Les parties ont été régulièrement averties du jour de l'audience.

Ont été entendus au cours de l'audience publique :

- le rapport de Mme C...,

- et les conclusions de M. Angéniol, rapporteur public.

Considérant ce qui suit :

1. M. D..., technicien supérieur principal de l'équipement bénéficiant de la qualité de travailleur handicapé, relève appel du jugement nos 1700066, 1700141, 1700183 et 1800281 du 28 février 2019 par lequel le tribunal administratif de Bastia a rejeté ses demandes tendant à l'annulation de la décision, en date du 15 novembre 2016, par laquelle le ministre de l'environnement, de l'énergie et de la mer et le ministre du logement et de l'habitat durable ont rejeté sa demande de bénéficier de la protection fonctionnelle, des décisions du 29 novembre 2016 et du 12 décembre 2017 par lesquelles lui a attribuée, au titre, respectivement, des années 2015 et 2016, une indemnité spécifique de service d'un montant correspondant à un coefficient final de modulation individuel de 0,75, et du blâme que le préfet de la Corse-du-Sud lui a infligé par arrêté du 16 décembre 2016.

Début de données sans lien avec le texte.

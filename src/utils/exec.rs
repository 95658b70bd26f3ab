//! External command execution.
//!
//! Used for the headless browser that prints decks to PDF and for the git
//! commands of `publish`.
//!
//! ```ignore
//! use crate::utils::exec::Cmd;
//!
//! Cmd::new("git").args(["add", "--all"]).cwd(&out_dir).run()?;
//!
//! // Interactive: credential prompts need a terminal
//! Cmd::new("git")
//!     .args(["push", "--force", url, branch])
//!     .cwd(&out_dir)
//!     .pty(true)
//!     .run()?;
//! ```

use crate::log;
use anyhow::{Context, Result};
use portable_pty::{CommandBuilder, NativePtySystem, PtySize, PtySystem};
use regex::Regex;
use std::{
    ffi::{OsStr, OsString},
    io::Read,
    path::{Path, PathBuf},
    process::{Command, Output},
    sync::LazyLock,
};

// ============================================================================
// Builder API
// ============================================================================

/// Command builder for external process execution.
#[derive(Default)]
pub struct Cmd {
    program: OsString,
    args: Vec<OsString>,
    cwd: Option<PathBuf>,
    use_pty: bool,
    filter: Option<&'static FilterRule>,
}

impl Cmd {
    pub fn new<S: AsRef<OsStr>>(program: S) -> Self {
        Self {
            program: program.as_ref().to_owned(),
            ..Default::default()
        }
    }

    /// Add a single argument. Empty arguments are skipped.
    pub fn arg<S: AsRef<OsStr>>(mut self, arg: S) -> Self {
        let arg = arg.as_ref();
        if !arg.is_empty() {
            self.args.push(arg.to_owned());
        }
        self
    }

    pub fn args<I, S>(mut self, args: I) -> Self
    where
        I: IntoIterator<Item = S>,
        S: AsRef<OsStr>,
    {
        for arg in args {
            self = self.arg(arg);
        }
        self
    }

    pub fn cwd<P: AsRef<Path>>(mut self, dir: P) -> Self {
        self.cwd = Some(dir.as_ref().to_owned());
        self
    }

    /// Run inside a pseudo-terminal so the child can prompt the user.
    pub fn pty(mut self, enable: bool) -> Self {
        self.use_pty = enable;
        self
    }

    /// Drop known-noisy lines from the logged output.
    pub fn filter(mut self, filter: &'static FilterRule) -> Self {
        self.filter = Some(filter);
        self
    }

    /// Execute the command. A non-zero exit status is an error.
    pub fn run(self) -> Result<Output> {
        let filter = self.filter.unwrap_or(&EMPTY_FILTER);
        if self.use_pty {
            self.run_with_pty(filter)
        } else {
            self.run_simple(filter)
        }
    }

    fn program_name(&self) -> String {
        self.program.to_string_lossy().to_string()
    }

    fn run_simple(self, filter: &'static FilterRule) -> Result<Output> {
        let name = self.program_name();
        let mut cmd = Command::new(&self.program);
        cmd.args(&self.args);

        if let Some(dir) = &self.cwd {
            cmd.current_dir(dir);
        }

        let output = cmd
            .output()
            .with_context(|| format!("Failed to execute `{name}`"))?;

        if !output.status.success() {
            anyhow::bail!(format_error(&name, &output, filter));
        }

        let stderr = String::from_utf8_lossy(&output.stderr);
        filter.log(&name, stderr.trim());
        Ok(output)
    }

    fn run_with_pty(self, filter: &'static FilterRule) -> Result<Output> {
        let name = self.program_name();

        let mut builder = CommandBuilder::new(&self.program);
        builder.args(&self.args);
        if let Some(dir) = &self.cwd {
            builder.cwd(dir);
        }

        let pair = NativePtySystem::default().openpty(PtySize {
            rows: 24,
            cols: 80,
            pixel_width: 0,
            pixel_height: 0,
        })?;

        let mut child = pair
            .slave
            .spawn_command(builder)
            .with_context(|| format!("Failed to spawn `{name}`"))?;
        drop(pair.slave);

        // The PTY reader blocks until EOF
        let mut reader = pair.master.try_clone_reader()?;
        let output_handle = std::thread::spawn(move || {
            let mut output = String::new();
            let _ = reader.read_to_string(&mut output);
            output
        });

        let status = child.wait()?;
        drop(pair.master);

        let output_str = output_handle
            .join()
            .map_err(|_| anyhow::anyhow!("Failed to join output reader thread"))?;

        if !status.success() {
            anyhow::bail!("Command `{name}` failed: {status:?}\n{output_str}");
        }

        filter.log(&name, &output_str);

        #[cfg(unix)]
        #[allow(clippy::cast_possible_wrap)]
        let std_status = {
            use std::os::unix::process::ExitStatusExt;
            std::process::ExitStatus::from_raw((status.exit_code() as i32) << 8)
        };
        #[cfg(windows)]
        let std_status = {
            use std::os::windows::process::ExitStatusExt;
            std::process::ExitStatus::from_raw(status.exit_code())
        };

        Ok(Output {
            status: std_status,
            stdout: output_str.into_bytes(),
            stderr: Vec::new(),
        })
    }
}

// ============================================================================
// Output Filtering
// ============================================================================

/// Prefixes of output lines that are not worth logging.
pub struct FilterRule {
    pub skip_prefixes: &'static [&'static str],
}

impl FilterRule {
    pub const fn new(skip_prefixes: &'static [&'static str]) -> Self {
        Self { skip_prefixes }
    }

    fn should_skip(&self, line: &str) -> bool {
        line.is_empty() || self.skip_prefixes.iter().any(|p| line.starts_with(p))
    }

    /// Log output lines that pass the filter.
    pub fn log(&self, name: &str, output: &str) {
        let lines: Vec<_> = output
            .lines()
            .filter(|line| {
                let plain = strip_ansi(line);
                let trimmed = plain.trim();
                !trimmed.is_empty() && !self.should_skip(trimmed)
            })
            .collect();

        if !lines.is_empty() {
            log!(name; "{}", lines.join("\n"));
        }
    }
}

pub const EMPTY_FILTER: FilterRule = FilterRule::new(&[]);

/// Skip all output.
pub const SILENT_FILTER: FilterRule = FilterRule::new(&[""]);

// ============================================================================
// Helpers
// ============================================================================

static ANSI_RE: LazyLock<Regex> = LazyLock::new(|| {
    #[allow(clippy::unwrap_used)] // literal pattern
    Regex::new(r"\x1b\[[0-9;]*m").unwrap()
});

fn strip_ansi(s: &str) -> std::borrow::Cow<'_, str> {
    ANSI_RE.replace_all(s, "")
}

fn format_error(name: &str, output: &Output, filter: &'static FilterRule) -> String {
    let stderr = String::from_utf8_lossy(&output.stderr);
    let stdout = String::from_utf8_lossy(&output.stdout);

    let error_msg = stderr
        .lines()
        .map(str::trim)
        .filter(|line| !line.is_empty() && !filter.should_skip(line))
        .collect::<Vec<_>>()
        .join("\n");

    let mut msg = format!("Command `{name}` failed with {}", output.status);
    if !error_msg.is_empty() {
        msg.push('\n');
        msg.push_str(&error_msg);
    }

    let stdout = stdout.trim();
    if !stdout.is_empty() {
        msg.push_str("\nStdout:\n");
        msg.push_str(stdout);
    }
    msg
}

Sur la demande tendant à l'annulation du blâme :

2. En premier lieu, aux termes de l'article 19 de la loi susvisée du 13 juillet 1983 portant droits et obligations des fonctionnaires : " (...) Le fonctionnaire à l'encontre duquel une procédure disciplinaire est engagée a droit à la communication de l'intégralité de son dossier individuel et de tous les documents annexes et à l'assistance de défenseurs de son choix. L'administration doit informer le fonctionnaire de son droit à communication du dossier (...) ".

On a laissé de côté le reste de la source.